C’est surtout de la langue de bois digne de la RDA d’Erich Honecker. Une morale, une éthique ? Ben voyons, une organisation caritative dont une filiale distribue de l’argent à quelques gentils internautes (après les GO du Club Med, les GI…) dans les rues de Paris au risque de provoquer une émeute. Belle conception de l’éthique ! Ce jeune patron audacieux et désintéressé mérite sans nul doute le prix Nobel de la paix. Malgré son look de patron-rebelle qui ne fait pas le moine, Descroix-Vernier sait aussi bien s’entourer. Il compte à son conseil d’administration des personnalités aussi éminentes qu’Alain Madelin et Jean-Marie Messier tandis que Bernard Arnault (LVMH) et Stéphane Courbit (ex-Endemol, la société qui a produit le triste et pathétique Loft Story) sont également présents à son capital. Il a trouvé ses parrains. Voici donc la relève néolibérale adoubée par ses maîtres. Il ne manquerait plus que Paul-Loup Sulitzer pour parachever le tout. Et Alain Minc ? Pourquoi il n’est pas là lui aussi ? Peut-être trop banquier d’affaires à l’ancienne.
Sur le site de Rentabiliweb, la direction s’est fendue d’un communiqué pour déplorer les incidents de samedi. « Rentabiliweb est consternée de voir qu’une opération festive (sic) peut-être organisé sans aucun trouble à l’ordre public au Canada ou aux Etats-Unis, mais ne peut apparemment pas l’être en France. » Puisque cela se fait outre-Atlantique sans problème, cela est forcément bien, à importer d’urgence dans notre vieux pays. Ah ces ringards de Français ! Pourquoi ne pas faire tout comme les Américains ? On serait tellement plus heureux puisqu’il s’agissait d’une opération festive. En somme, ceux qui osent critiquer sont des rabat-joie. Conseil de lecture : lire ou relire Festivus Festivus du regretté Philippe Muray écrit en collaboration avec la journaliste Elisabeth Lévy. Un essai pas toujours nuancé mais vivifiant…
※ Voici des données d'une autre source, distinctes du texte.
//! Axum-based HTTP server for the command surface.
//!
//! Every command is a GET on its path:
//! - GET `/lego/train/config` - Topology document
//! - GET `/lego/train/motor/pf/<channel>/<side>/<speed>` - Queue an IR motor command
//! - GET `/lego/train/switch/<id>/<selector>` - Move a switch
//! - GET `/lego/train/barrier/<id>/<selector>` - Move a barrier
//! - GET `/lego/train/signal/<id>/<light>/<value>` - Set a signal
//!
//! Responses are `{"isok":..}` with status 200, including for malformed
//! paths. Other methods get 405.

use std::net::SocketAddr;
use std::sync::Arc;
use std::time::Duration;

use axum::{
    extract::State,
    http::{Method, Uri},
    routing::get,
    Router,
};
use tower_http::cors::{Any, CorsLayer};
use tower_http::timeout::TimeoutLayer;

use crate::config::WebConfig;
use crate::traits::Board;

use super::http_handler::{ApiResult, HttpApiHandler};
use super::shared::SharedTrainState;

// ============================================================================
// Route Handlers
// ============================================================================

/// GET /*path - Dispatch the command named by the path.
///
/// Runs on the blocking pool since servo commands hold the settle delay.
async fn run_command<H: Board + Send + 'static>(
    State(state): State<Arc<SharedTrainState<H>>>,
    uri: Uri,
) -> ApiResult {
    let path = decode_path(uri.path());
    tokio::task::spawn_blocking(move || HttpApiHandler::new(state).handle_get(&path))
        .await
        .unwrap_or_else(|e| {
            log::warn!("command task failed: {}", e);
            ApiResult::error(500, "command task failed")
        })
}

/// Percent-decode a request path, keeping it raw when it does not decode to UTF-8.
fn decode_path(path: &str) -> String {
    match urlencoding::decode(path) {
        Ok(decoded) => decoded.into_owned(),
        Err(e) => {
            log::debug!("path {} kept undecoded: {}", path, e);
            path.to_owned()
        }
    }
}

/// Fallback for paths the wildcard route does not match (`/`).
async fn fallback<H: Board + Send + 'static>(
    state: State<Arc<SharedTrainState<H>>>,
    method: Method,
    uri: Uri,
) -> ApiResult {
    if method != Method::GET {
        return ApiResult::error(405, "method not allowed");
    }
    run_command(state, uri).await
}

// ============================================================================
// Server Builder
// ============================================================================

/// Configuration for the web server
#[derive(Debug, Clone)]
pub struct WebServerConfig {
    /// Address to bind to
    pub addr: SocketAddr,
    /// Whether to enable CORS for all origins
    pub cors_permissive: bool,
    /// Requests taking longer than this get 408
    pub request_timeout: Duration,
}

impl Default for WebServerConfig {
    fn default() -> Self {
        Self::from_config(&WebConfig::default())
    }
}

impl WebServerConfig {
    /// Create a new config with the given address
    pub fn new(addr: impl Into<SocketAddr>) -> Self {
        Self {
            addr: addr.into(),
            ..Default::default()
        }
    }

    /// Set whether CORS should be permissive
    pub fn cors(mut self, permissive: bool) -> Self {
        self.cors_permissive = permissive;
        self
    }

    /// Set the request timeout
    pub fn request_timeout(mut self, timeout: Duration) -> Self {
        self.request_timeout = timeout;
        self
    }

    /// Create from shared WebConfig
    pub fn from_config(config: &WebConfig) -> Self {
        Self {
            addr: ([0, 0, 0, 0], config.port).into(),
            cors_permissive: config.cors_permissive,
            request_timeout: Duration::from_millis(config.request_timeout_ms as u64),
        }
    }
}

/// Build the Axum router with all routes
pub fn build_router<H: Board + Send + 'static>(
    state: Arc<SharedTrainState<H>>,
    config: &WebServerConfig,
) -> Router {
    let mut router = Router::new()
        .route("/*path", get(run_command::<H>))
        .fallback(fallback::<H>)
        .with_state(state)
        .layer(TimeoutLayer::new(config.request_timeout));

    if config.cors_permissive {
        router = router.layer(
            CorsLayer::new()
                .allow_origin(Any)
                .allow_methods(Any)
                .allow_headers(Any),
        );
    }

    router
}

/// Start the web server with shared state
///
/// Runs until the listener fails. Share `state` with the MQTT handler and
/// the update task so every service drives the same controller.
///
/// # Example
///
/// ```ignore
/// let state = Arc::new(SharedTrainState::new(controller));
///
/// let mqtt_handler = MqttHandler::new(Arc::clone(&state), mqtt_config);
/// run_server(state, web_config).await?;
/// ```
pub async fn run_server<H: Board + Send + 'static>(
    state: Arc<SharedTrainState<H>>,
    config: WebServerConfig,
) -> Result<(), std::io::Error> {
    let router = build_router(state, &config);

    let listener = tokio::net::TcpListener::bind(config.addr).await?;
    log::info!("web server listening on http://{}", config.addr);

    axum::serve(listener, router).await
}

#[cfg(test)]
mod tests {
    use super::*;

    #[test]
    fn test_server_config_from_config() {
        let web = WebConfig::default()
            .with_port(9000)
            .with_cors(false)
            .with_request_timeout_ms(2500);
        let config = WebServerConfig::from_config(&web);

        assert_eq!(config.addr.port(), 9000);
        assert!(!config.cors_permissive);
        assert_eq!(config.request_timeout, Duration::from_millis(2500));
    }

    #[test]
    fn test_server_config_builders() {
        let config = WebServerConfig::new(([127, 0, 0, 1], 8081))
            .cors(false)
            .request_timeout(Duration::from_secs(1));

        assert_eq!(config.addr, SocketAddr::from(([127, 0, 0, 1], 8081)));
        assert!(!config.cors_permissive);
        assert_eq!(config.request_timeout, Duration::from_secs(1));
    }

    #[test]
    fn test_decode_path() {
        assert_eq!(
            decode_path("/lego/train/motor/pf/0/0/%2D3"),
            "/lego/train/motor/pf/0/0/-3"
        );
        assert_eq!(decode_path("/lego/train/config"), "/lego/train/config");
        // Not UTF-8 once decoded
        assert_eq!(decode_path("/lego/%FF"), "/lego/%FF");
    }
}
//! Request handling shared by every request/response transport.
//!
//! A request path is the command path with a leading `/`. The handler strips
//! it, dispatches the command and renders `{"isok":..}` (plus the topology for
//! `config`). The same code serves the cooperative control loop, a
//! callback-based embedded server and the axum router.
//!
//! # Example
//!
//! ```rust
//! use rs_trackside::TrainController;
//! use rs_trackside::hal::MockBoard;
//! use rs_trackside::registry::Registry;
//! use rs_trackside::services::HttpApiHandler;
//!
//! let mut controller = TrainController::new(Registry::default(), MockBoard::new(), 0);
//! let mut handler = HttpApiHandler::new(&mut controller);
//!
//! let result = handler.handle_get("/lego/train/switch/0/1");
//! assert_eq!(result.body(), r#"{"isok":true}"#);
//! ```

use alloc::string::String;

use crate::commands::{CommandOutcome, CommandSource};
use crate::controller::TrainController;
use crate::topology::{Response, ResponseJson, NOT_OK_JSON};
use crate::traits::{Board, HttpMethod, HttpRequest, HttpResponse};

// ============================================================================
// Command Target
// ============================================================================

/// Something that can execute a command and render the response document.
///
/// Implemented by [`TrainController`] itself and, on `std`, by the shared
/// state wrapper used by the async services.
pub trait CommandTarget {
    /// Dispatch `command` and render the response.
    fn execute(&mut self, command: &str, source: CommandSource) -> ResponseJson;
}

impl<H: Board> CommandTarget for TrainController<H> {
    fn execute(&mut self, command: &str, source: CommandSource) -> ResponseJson {
        let outcome = self.dispatch(command, source);
        render_outcome(self, outcome)
    }
}

impl<T: CommandTarget + ?Sized> CommandTarget for &mut T {
    fn execute(&mut self, command: &str, source: CommandSource) -> ResponseJson {
        (**self).execute(command, source)
    }
}

/// Render the response for a dispatch result.
///
/// Hardware errors are logged and reported as `{"isok":false}`.
pub fn render_outcome<H: Board>(
    controller: &TrainController<H>,
    outcome: Result<CommandOutcome, H::Error>,
) -> ResponseJson {
    let response = match outcome {
        Ok(outcome) if outcome.topology_requested() => {
            Response::with_topology(controller.registry())
        }
        Ok(outcome) => Response::ack(outcome.accepted()),
        Err(e) => {
            log::warn!("hardware error while applying command: {:?}", e);
            Response::ack(false)
        }
    };

    response.to_json().unwrap_or_else(|e| {
        log::warn!("response does not fit buffer: {:?}", e);
        not_ok()
    })
}

fn not_ok() -> ResponseJson {
    let mut json = ResponseJson::new();
    let _ = json.push_str(NOT_OK_JSON);
    json
}

/// Command path for a request path: leading `/` and any query string removed.
pub fn command_path(request_path: &str) -> &str {
    let path = request_path.split('?').next().unwrap_or("");
    path.strip_prefix('/').unwrap_or(path)
}

// ============================================================================
// API Response Types
// ============================================================================

/// Result of an API operation.
#[derive(Debug)]
pub enum ApiResult {
    /// Success with JSON response body.
    Ok(String),
    /// Error with status code and message.
    Error(u16, String),
}

impl ApiResult {
    /// Create a success response.
    pub fn ok(json: impl Into<String>) -> Self {
        Self::Ok(json.into())
    }

    /// Create an error response.
    pub fn error(status: u16, message: impl Into<String>) -> Self {
        Self::Error(status, message.into())
    }

    /// Check if this is a success response.
    pub fn is_ok(&self) -> bool {
        matches!(self, Self::Ok(_))
    }

    /// Get the JSON body (for success) or error message.
    pub fn body(&self) -> &str {
        match self {
            Self::Ok(json) => json,
            Self::Error(_, msg) => msg,
        }
    }

    /// Get the HTTP status code.
    pub fn status(&self) -> u16 {
        match self {
            Self::Ok(_) => 200,
            Self::Error(status, _) => *status,
        }
    }
}

impl From<ApiResult> for HttpResponse {
    fn from(result: ApiResult) -> Self {
        match result {
            ApiResult::Ok(json) => HttpResponse::ok_json(&json),
            ApiResult::Error(status, message) => HttpResponse::error(status, &message),
        }
    }
}

// Axum integration: allow ApiResult to be returned directly from handlers
#[cfg(feature = "web")]
impl axum::response::IntoResponse for ApiResult {
    fn into_response(self) -> axum::response::Response {
        use axum::http::{header, StatusCode};

        let status =
            StatusCode::from_u16(self.status()).unwrap_or(StatusCode::INTERNAL_SERVER_ERROR);
        let body = match self {
            ApiResult::Ok(json) => json,
            ApiResult::Error(_, message) => alloc::format!(r#"{{"error":"{}"}}"#, message),
        };

        (status, [(header::CONTENT_TYPE, "application/json")], body).into_response()
    }
}

// ============================================================================
// HTTP API Handler
// ============================================================================

/// Shared request handler.
///
/// Every command is served on `GET /<command path>`. Commands that do not
/// match the grammar still answer 200 with `{"isok":false}`.
pub struct HttpApiHandler<T: CommandTarget> {
    target: T,
}

impl<T: CommandTarget> HttpApiHandler<T> {
    /// Create a new handler for `target`.
    pub fn new(target: T) -> Self {
        Self { target }
    }

    /// GET /<command path> - Dispatch a command.
    pub fn handle_get(&mut self, path: &str) -> ApiResult {
        let json = self.target.execute(command_path(path), CommandSource::Http);
        ApiResult::ok(json.as_str())
    }

    /// Route a full request. Only GET is served.
    pub fn handle_request(&mut self, request: &HttpRequest) -> HttpResponse {
        match request.method {
            HttpMethod::Get => self.handle_get(&request.path).into(),
            _ => HttpResponse::method_not_allowed(),
        }
    }
}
Dieu merci, l’Amérique n’est pas un bloc uniforme de consommateurs matérialistes. Il y a une autre Amérique qui se bat pour faire adopter par exemple un système de santé digne de ce nom. Les évènements de samedi dernier doivent simplement nous interpeller sur les dérives de certaines pratiques publicitaires et marketing. Non, la quête du profit et de la notoriété ne doit pas tout justifier. Non une économie de marché avec des entreprises performantes et responsables ne doit pas forcément se confondre avec ce modèle de société néolibérale que certains veulent à tout prix imposer en France. En somme, je reprendrais l’expression judicieuse de Jospin : « Oui à l’économie de marché, non à la société de marché ». Car le plus atterrant est finalement que les dirigeants de Mailorama ne trouvent rien à redire à ces pratiques. Espérons que la justice aura la possibilité de leur donner un petit cours de civisme assorti d’une amende exemplaire et dissuasive pour que ce genre d’opérations grotesques ne se reproduise plus.